- Born: Seoul, South Korea
- Occupation: novelist
- Writing career
- Genre: Literary fiction
- Notable work: 8 Lives of a Century-Old Trickster (2023)
- Notable awards: William Saroyan International Prize for Writing
- Website: mirinaelee.com

= Lee Mirinae =

South Korean novelist

Lee Mirinae (Korean: 이미리내) is a South Korean writer from Seoul. She is known for her debut novel 8 Lives of a Century-Old Trickster. It is the first novel by a Korean author to win the William Saroyan International Prize for Writing in fiction, and the first novel by a Korean author to be longlisted for the Women's Prize for Fiction.

== Writing ==
Lee is the author of 8 Lives of a Century-Old Trickster, published in 2023 by HarperCollins. The book is inspired by her great-aunt, one of the oldest women to have escaped alone from North Korea.
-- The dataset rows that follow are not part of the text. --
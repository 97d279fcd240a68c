//! Webhook sink: one JSON POST per batch.

use async_trait::async_trait;
use chrono::Utc;
use logstream_core::config::{SinkKind, WebhookOutput};
use logstream_core::LogEntry;
use reqwest::header::HeaderMap;
use serde_json::json;
use std::sync::Arc;

use crate::error::SinkError;
use crate::http::{build_client, check_status, header_map};
use crate::LogSink;

pub struct WebhookSink {
    client: reqwest::Client,
    url: String,
    headers: HeaderMap,
}

impl WebhookSink {
    pub fn new(config: WebhookOutput) -> Result<Self, SinkError> {
        Ok(Self {
            client: build_client(config.timeout_ms)?,
            headers: header_map(&config.headers),
            url: config.url,
        })
    }
}

#[async_trait]
impl LogSink for WebhookSink {
    fn kind(&self) -> SinkKind {
        SinkKind::Webhook
    }

    async fn write_batch(&self, batch: &[Arc<LogEntry>]) -> Result<(), SinkError> {
        let entries: Vec<&LogEntry> = batch.iter().map(Arc::as_ref).collect();
        let payload = json!({
            "source": "logstream",
            "sent_at": Utc::now(),
            "count": entries.len(),
            "entries": entries,
        });
        let resp = self
            .client
            .post(&self.url)
            .headers(self.headers.clone())
            .json(&payload)
            .send()
            .await?;
        check_status(resp).await?;
        Ok(())
    }
}
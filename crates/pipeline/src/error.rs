use thiserror::Error;

#[derive(Error, Debug)]
pub enum PipelineError {
    #[error("Sink setup failed: {0}")]
    Sink(#[from] logstream_sinks::SinkError),

    #[error("Alert notifier setup failed: {0}")]
    Alert(#[from] logstream_alerting::AlertError),

    #[error("Flush scheduler requires a running tokio runtime")]
    NoRuntime,
}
It was originally written in English and has been published in more than 10 different countries.

== Awards and honors ==

Title: Year; Award; Result; Ref.
8 Lives of a Century-Old Trickster: 2024; William Saroyan International Prize for Writing; Won
Women's Prize for Fiction: Longlisted
Wilbur Smith Adventure Writing Prize: Longlisted
2025: Prix du roman Fnac; Longlisted

== Personal life ==
Lee lives in Hong Kong with her family.. Mirinae Lee was born and raised in South Korea. Mirinae lives in Hong Kong with her husband and children.